**Exercise instructions:** From the data below, repeat exactly the lines from the line with "signature = SeifertMatrix::from_braid(&reduced).signature()?;" to the line with "if self.components >", both included.

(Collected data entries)
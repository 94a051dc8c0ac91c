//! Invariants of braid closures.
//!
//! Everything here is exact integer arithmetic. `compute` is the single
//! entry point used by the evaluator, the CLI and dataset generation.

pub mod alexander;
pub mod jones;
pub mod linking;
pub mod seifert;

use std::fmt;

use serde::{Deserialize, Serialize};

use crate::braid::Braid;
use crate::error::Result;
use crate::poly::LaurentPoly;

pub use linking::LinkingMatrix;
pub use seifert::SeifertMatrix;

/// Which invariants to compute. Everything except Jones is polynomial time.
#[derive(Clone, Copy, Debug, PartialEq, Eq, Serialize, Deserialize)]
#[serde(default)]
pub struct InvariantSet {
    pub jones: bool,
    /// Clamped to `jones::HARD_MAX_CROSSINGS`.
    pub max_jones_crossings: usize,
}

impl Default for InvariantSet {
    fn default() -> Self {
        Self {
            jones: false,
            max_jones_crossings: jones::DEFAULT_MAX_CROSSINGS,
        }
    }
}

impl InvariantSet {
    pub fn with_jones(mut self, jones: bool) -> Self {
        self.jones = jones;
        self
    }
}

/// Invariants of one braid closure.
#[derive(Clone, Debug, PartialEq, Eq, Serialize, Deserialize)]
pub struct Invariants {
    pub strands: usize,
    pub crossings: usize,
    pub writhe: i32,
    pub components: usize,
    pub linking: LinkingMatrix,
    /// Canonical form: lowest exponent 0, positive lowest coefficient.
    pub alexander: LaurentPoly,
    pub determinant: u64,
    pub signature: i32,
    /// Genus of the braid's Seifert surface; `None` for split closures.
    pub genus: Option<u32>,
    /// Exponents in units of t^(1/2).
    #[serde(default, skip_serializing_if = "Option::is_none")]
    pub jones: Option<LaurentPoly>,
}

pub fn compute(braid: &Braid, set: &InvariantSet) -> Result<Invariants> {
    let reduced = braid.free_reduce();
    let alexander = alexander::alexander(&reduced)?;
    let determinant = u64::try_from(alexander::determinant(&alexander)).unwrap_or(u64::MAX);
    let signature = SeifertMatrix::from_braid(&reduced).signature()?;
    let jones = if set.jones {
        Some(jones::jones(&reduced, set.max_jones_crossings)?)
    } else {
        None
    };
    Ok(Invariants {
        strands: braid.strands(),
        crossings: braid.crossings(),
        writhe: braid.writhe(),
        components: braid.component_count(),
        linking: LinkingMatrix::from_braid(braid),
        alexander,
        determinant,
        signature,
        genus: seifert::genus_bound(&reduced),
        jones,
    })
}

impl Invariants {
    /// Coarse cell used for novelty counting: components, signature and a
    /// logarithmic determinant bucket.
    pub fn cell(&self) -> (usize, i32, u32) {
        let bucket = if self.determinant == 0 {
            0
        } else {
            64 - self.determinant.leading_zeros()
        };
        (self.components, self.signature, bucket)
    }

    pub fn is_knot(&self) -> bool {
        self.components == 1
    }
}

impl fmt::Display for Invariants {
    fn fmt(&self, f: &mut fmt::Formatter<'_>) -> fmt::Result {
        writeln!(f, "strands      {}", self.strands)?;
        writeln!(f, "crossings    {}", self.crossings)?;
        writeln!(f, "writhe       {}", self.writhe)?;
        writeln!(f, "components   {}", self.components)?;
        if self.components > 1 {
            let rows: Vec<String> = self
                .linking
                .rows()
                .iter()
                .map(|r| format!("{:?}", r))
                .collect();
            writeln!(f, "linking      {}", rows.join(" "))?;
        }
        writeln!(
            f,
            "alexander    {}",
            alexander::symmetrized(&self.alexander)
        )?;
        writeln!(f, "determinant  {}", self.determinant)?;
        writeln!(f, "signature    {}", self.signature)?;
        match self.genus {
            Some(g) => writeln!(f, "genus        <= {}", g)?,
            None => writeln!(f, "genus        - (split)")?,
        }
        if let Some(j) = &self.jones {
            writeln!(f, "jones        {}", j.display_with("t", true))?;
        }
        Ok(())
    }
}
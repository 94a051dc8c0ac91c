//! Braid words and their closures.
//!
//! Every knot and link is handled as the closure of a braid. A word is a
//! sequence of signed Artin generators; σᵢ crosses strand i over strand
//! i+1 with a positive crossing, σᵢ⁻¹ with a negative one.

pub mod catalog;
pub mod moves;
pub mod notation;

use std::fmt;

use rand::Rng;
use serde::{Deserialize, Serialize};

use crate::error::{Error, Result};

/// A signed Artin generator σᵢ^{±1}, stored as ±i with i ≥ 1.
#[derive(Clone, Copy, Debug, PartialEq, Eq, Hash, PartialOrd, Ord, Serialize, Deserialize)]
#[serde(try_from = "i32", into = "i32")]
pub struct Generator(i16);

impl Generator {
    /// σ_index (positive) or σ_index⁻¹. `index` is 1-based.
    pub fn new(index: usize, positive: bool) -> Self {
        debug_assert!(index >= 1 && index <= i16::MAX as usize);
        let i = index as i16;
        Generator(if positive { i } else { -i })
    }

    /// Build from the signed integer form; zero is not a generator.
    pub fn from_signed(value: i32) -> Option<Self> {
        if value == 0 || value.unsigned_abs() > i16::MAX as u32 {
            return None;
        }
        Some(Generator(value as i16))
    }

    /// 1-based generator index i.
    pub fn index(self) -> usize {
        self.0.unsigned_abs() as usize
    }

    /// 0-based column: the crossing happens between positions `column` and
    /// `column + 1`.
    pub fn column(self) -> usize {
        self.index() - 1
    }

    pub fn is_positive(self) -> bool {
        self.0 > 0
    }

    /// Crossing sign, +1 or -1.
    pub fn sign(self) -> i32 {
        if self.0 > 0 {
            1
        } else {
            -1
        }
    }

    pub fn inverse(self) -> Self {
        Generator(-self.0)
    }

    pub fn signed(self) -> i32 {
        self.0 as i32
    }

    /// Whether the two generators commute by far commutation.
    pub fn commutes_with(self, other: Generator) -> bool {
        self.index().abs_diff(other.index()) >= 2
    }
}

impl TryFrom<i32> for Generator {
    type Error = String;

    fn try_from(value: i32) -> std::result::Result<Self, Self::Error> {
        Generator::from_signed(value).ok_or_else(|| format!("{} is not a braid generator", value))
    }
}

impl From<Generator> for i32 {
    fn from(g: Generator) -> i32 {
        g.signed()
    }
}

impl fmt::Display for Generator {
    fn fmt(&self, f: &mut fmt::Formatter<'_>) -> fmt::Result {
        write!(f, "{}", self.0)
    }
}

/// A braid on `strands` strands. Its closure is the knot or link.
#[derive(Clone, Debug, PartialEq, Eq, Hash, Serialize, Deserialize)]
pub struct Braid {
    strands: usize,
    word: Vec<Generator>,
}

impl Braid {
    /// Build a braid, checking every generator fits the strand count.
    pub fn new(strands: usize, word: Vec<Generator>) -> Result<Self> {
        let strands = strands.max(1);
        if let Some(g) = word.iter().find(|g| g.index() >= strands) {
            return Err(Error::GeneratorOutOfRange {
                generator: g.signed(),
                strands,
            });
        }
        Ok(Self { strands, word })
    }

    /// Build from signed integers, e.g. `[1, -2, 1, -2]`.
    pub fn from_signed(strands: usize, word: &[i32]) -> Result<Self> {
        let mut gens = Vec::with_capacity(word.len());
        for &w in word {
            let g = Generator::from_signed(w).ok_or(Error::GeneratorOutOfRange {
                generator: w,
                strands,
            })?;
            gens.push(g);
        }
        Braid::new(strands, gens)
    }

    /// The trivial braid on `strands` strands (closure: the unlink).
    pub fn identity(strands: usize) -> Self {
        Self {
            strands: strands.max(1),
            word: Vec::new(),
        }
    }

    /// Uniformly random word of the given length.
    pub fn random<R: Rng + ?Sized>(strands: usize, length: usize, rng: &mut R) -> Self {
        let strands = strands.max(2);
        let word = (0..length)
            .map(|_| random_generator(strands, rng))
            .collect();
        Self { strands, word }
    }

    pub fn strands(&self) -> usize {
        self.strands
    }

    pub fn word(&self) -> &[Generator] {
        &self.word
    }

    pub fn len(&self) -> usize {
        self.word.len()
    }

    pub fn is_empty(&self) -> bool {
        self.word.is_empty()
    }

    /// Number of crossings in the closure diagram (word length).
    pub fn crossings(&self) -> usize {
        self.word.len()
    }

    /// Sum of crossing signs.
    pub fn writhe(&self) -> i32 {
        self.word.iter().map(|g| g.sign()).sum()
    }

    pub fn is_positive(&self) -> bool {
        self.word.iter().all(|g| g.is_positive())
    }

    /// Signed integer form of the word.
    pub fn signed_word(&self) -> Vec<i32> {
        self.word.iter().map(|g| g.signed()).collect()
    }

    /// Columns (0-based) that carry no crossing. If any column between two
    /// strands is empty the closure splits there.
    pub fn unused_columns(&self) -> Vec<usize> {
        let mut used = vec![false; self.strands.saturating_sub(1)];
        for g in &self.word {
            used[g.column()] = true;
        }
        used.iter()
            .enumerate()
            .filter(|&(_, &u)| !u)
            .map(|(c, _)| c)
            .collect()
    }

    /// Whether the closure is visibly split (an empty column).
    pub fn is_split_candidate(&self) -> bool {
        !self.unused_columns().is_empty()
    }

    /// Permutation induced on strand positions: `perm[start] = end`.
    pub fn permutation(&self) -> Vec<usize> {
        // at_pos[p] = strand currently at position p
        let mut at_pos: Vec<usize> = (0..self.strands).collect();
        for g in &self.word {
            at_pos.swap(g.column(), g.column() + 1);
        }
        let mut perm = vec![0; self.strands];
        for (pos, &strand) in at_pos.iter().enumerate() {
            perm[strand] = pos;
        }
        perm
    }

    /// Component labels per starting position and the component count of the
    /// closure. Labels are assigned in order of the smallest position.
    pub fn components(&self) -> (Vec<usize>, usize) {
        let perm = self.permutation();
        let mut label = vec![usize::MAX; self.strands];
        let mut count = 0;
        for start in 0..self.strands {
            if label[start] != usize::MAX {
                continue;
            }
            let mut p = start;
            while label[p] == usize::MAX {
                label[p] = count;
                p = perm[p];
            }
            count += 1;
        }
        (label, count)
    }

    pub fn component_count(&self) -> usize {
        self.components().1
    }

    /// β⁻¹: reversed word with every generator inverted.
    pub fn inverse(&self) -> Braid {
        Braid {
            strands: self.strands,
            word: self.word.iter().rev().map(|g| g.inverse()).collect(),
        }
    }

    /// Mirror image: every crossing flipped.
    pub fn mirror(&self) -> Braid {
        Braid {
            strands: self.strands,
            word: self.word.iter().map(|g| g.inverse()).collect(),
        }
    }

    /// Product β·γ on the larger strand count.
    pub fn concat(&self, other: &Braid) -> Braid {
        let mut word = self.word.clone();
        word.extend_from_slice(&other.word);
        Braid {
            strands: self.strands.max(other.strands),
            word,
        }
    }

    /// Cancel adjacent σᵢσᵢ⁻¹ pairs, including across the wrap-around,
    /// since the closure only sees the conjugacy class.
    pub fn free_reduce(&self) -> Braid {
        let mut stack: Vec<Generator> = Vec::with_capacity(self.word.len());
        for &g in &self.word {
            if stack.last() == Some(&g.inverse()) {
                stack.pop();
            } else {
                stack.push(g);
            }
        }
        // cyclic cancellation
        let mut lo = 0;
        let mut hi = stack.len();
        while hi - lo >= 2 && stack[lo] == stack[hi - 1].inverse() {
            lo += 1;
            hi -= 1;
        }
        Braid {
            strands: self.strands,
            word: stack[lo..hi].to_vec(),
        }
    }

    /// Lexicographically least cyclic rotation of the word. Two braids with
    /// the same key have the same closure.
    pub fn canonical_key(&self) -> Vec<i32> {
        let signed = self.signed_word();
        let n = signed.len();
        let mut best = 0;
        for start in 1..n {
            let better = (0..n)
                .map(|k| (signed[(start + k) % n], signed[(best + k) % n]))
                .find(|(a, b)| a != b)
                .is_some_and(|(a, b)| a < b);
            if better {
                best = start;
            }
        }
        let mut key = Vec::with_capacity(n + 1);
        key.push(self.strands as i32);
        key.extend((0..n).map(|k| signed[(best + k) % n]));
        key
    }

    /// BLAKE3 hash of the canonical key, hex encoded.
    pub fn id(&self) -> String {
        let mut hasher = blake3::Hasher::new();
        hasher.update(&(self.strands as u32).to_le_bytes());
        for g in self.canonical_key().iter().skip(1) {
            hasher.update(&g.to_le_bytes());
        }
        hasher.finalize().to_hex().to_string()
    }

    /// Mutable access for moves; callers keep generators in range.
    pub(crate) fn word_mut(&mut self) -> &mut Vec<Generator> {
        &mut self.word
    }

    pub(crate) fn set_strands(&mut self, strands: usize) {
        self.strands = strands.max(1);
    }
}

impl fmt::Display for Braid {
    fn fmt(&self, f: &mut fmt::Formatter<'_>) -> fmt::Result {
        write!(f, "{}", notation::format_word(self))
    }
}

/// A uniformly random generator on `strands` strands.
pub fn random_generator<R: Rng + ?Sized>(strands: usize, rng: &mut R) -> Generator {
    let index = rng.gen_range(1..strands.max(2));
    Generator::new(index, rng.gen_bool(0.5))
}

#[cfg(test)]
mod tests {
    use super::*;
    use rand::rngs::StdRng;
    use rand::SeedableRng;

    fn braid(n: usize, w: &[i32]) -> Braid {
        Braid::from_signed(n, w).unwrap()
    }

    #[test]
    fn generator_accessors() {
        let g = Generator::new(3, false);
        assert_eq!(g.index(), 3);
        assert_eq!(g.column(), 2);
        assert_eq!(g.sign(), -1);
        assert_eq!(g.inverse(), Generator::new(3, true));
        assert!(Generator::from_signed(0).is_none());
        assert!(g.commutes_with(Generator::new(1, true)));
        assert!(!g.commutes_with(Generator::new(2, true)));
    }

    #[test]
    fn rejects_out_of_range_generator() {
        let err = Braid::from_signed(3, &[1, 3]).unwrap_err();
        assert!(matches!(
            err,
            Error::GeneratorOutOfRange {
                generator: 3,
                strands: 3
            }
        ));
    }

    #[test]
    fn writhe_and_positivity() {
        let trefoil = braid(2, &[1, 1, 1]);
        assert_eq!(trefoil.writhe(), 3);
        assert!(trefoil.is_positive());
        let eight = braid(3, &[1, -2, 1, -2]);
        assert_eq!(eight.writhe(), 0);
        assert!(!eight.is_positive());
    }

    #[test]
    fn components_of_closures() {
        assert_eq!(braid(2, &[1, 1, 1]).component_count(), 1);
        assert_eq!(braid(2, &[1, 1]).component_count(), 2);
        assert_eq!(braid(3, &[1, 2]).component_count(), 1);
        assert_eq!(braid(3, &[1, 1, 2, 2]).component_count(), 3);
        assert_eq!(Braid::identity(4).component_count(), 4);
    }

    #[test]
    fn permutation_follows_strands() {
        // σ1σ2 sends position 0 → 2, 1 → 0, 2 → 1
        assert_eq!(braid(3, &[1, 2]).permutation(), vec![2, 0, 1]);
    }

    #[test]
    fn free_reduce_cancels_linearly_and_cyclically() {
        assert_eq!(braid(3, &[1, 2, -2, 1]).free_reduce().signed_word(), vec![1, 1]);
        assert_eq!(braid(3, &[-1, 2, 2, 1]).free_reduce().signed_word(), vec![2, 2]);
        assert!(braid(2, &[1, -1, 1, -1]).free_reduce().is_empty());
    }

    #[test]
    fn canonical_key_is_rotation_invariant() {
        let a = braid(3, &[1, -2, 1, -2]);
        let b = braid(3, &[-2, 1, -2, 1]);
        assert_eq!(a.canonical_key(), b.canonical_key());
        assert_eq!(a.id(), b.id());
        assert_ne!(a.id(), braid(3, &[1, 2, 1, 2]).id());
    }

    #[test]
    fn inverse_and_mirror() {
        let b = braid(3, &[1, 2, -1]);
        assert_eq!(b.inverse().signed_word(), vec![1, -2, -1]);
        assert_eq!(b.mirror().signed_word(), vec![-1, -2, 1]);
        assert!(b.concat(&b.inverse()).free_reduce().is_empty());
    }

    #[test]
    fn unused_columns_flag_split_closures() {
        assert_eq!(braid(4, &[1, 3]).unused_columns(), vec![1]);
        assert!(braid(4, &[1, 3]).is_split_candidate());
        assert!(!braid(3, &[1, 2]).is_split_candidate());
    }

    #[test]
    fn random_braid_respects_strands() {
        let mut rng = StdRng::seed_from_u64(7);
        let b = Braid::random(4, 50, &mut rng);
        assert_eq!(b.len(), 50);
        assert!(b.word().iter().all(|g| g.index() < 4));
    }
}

**Response to the exercise:**
    let signature = SeifertMatrix::from_braid(&reduced).signature()?;
    let jones = if set.jones {
        Some(jones::jones(&reduced, set.max_jones_crossings)?)
    } else {
        None
    };
    Ok(Invariants {
        strands: braid.strands(),
        crossings: braid.crossings(),
        writhe: braid.writhe(),
        components: braid.component_count(),
        linking: LinkingMatrix::from_braid(braid),
        alexander,
        determinant,
        signature,
        genus: seifert::genus_bound(&reduced),
        jones,
    })
}

impl Invariants {
    /// Coarse cell used for novelty counting: components, signature and a
    /// logarithmic determinant bucket.
    pub fn cell(&self) -> (usize, i32, u32) {
        let bucket = if self.determinant == 0 {
            0
        } else {
            64 - self.determinant.leading_zeros()
        };
        (self.components, self.signature, bucket)
    }

    pub fn is_knot(&self) -> bool {
        self.components == 1
    }
}

impl fmt::Display for Invariants {
    fn fmt(&self, f: &mut fmt::Formatter<'_>) -> fmt::Result {
        writeln!(f, "strands      {}", self.strands)?;
        writeln!(f, "crossings    {}", self.crossings)?;
        writeln!(f, "writhe       {}", self.writhe)?;
        writeln!(f, "components   {}", self.components)?;
        if self.components > 1 {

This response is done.